His voice rolled from him, deep and dark as the Nile at midnight, yet softened with something almost… human.

She swallowed, heart hammering. "…Good point," she muttered, trying to emulate the generals she had seen at the palace. Her voice came out weaker than she'd hoped.

"Then why are we here?" she pressed, unable to peel her gaze away from his. His golden eyes never wavered—unrelenting. It was infuriating. And disarming.

He straightened. The softness was gone. "Because we can strike a deal."

"A deal?" Her pulse jumped.

"I can protect you," he said slowly, deliberately. "And you can help me, Raymun."

Her name on his tongue startled her—smooth, familiar, almost intimate.

"So you know who I am." she breathed. "And you know my name"

"I know many things," he said, running a hand through his long black hair. "Your name is the least interesting among them."

Something flickered between them—offense?
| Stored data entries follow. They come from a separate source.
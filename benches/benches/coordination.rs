// Copyright 2026 the Clerestory Authors
// SPDX-License-Identifier: Apache-2.0 OR MIT

use std::cell::Cell;
use std::rc::Rc;

use criterion::{
    BatchSize, BenchmarkId, Criterion, Throughput, black_box, criterion_group, criterion_main,
};

use clerestory_panels::{Presentation, Workbench, observer};
use clerestory_scope::{Mode, Scope, ScopeKind};
use clerestory_selection::SelectionStore;
use kurbo::Rect;

fn bench_store_set(c: &mut Criterion) {
    let mut group = c.benchmark_group("selection_store/set");

    // Hypothesis: per-context cost stays flat as the number of live
    // contexts grows; the map lookup dominates, not the context count.
    for contexts in [16usize, 256, 4_096] {
        let keys: Vec<String> = (0..contexts).map(|i| format!("place:p{i}|edit")).collect();
        group.throughput(Throughput::Elements(contexts as u64));

        group.bench_with_input(BenchmarkId::from_parameter(contexts), &keys, |b, keys| {
            b.iter_batched(
                SelectionStore::<String, u32>::new,
                |mut store| {
                    for (i, key) in keys.iter().enumerate() {
                        store.set(key.clone(), Some(i as u32));
                    }
                    black_box(store);
                },
                BatchSize::LargeInput,
            );
        });
    }

    group.finish();
}

fn bench_broadcast_fanout(c: &mut Criterion) {
    let mut group = c.benchmark_group("workbench/broadcast");

    // One shared context with N panels; each mutation must reach all N.
    for panels in [1usize, 4, 16, 64] {
        group.throughput(Throughput::Elements(panels as u64));

        group.bench_with_input(BenchmarkId::from_parameter(panels), &panels, |b, &panels| {
            let mut bench: Workbench<u32> = Workbench::new();
            let heard = Rc::new(Cell::new(0u64));
            let scope = Scope::new(ScopeKind::Place, "p1");
            for _ in 0..panels {
                let heard = Rc::clone(&heard);
                bench.open_panel(
                    scope.clone(),
                    Mode::Edit,
                    Presentation::Viewport,
                    Rect::new(0.0, 0.0, 320.0, 480.0),
                    observer::<u32, _>(move |_, _| heard.set(heard.get() + 1)),
                );
            }
            let context = scope.in_mode(Mode::Edit);

            // Alternate items so every set is an effective change.
            let mut item = 0u32;
            b.iter(|| {
                item ^= 1;
                bench.set_selection(&context, Some(item));
            });
            black_box(heard.get());
        });
    }

    group.finish();
}

criterion_group!(benches, bench_store_set, bench_broadcast_fanout);
criterion_main!(benches);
Curiosity? She couldn't tell.

"Then why would you protect me? What do you want in return?" Her eyes flicked toward the small mattress in the corner, heart skipping a beat. No. Surely not.

He laughed—low, warm, carrying a dangerous undertone. "Relax. It's nothing like the thoughts racing through that wild head of yours."

She flushed, unaccustomed to feeling so off balance.

"Alright…" she murmured. Still, she didn't know his name. She glared. He only leaned back, unbothered, impossibly confident.

"How can I help you?" she asked finally, chin lifted, trying to reclaim her own authority.

"You've already helped," he said softly, almost reverently. "You just don't realize it yet."

His tone shifted then—firm, scolding, almost like a general commanding a soldier. "Jumping into the river wasn't clever, by the way. Not for me. Not for you."

She bristled, ready to argue—but he was right. She had survived by instinct. And yet…

"I planned to survive," she said, chin high. "And I did."

A genuine smile tugged at his mouth, fleeting but real. "Yes. You did."

Then his voice dropped, a whisper that cut through the warmth of the room. "You planned to survive… and I plan to make you the last Nile Bride."

The words fell like a stone into deep water. Her chest tightened. Heart hammering.

He never blinked. He was deadly serious. And terrifyingly certain.

Raymun realized, for the first time, that survival might not just be about escaping the palace—it might be about understanding him, the power he carried, and the dangerous path he now offered.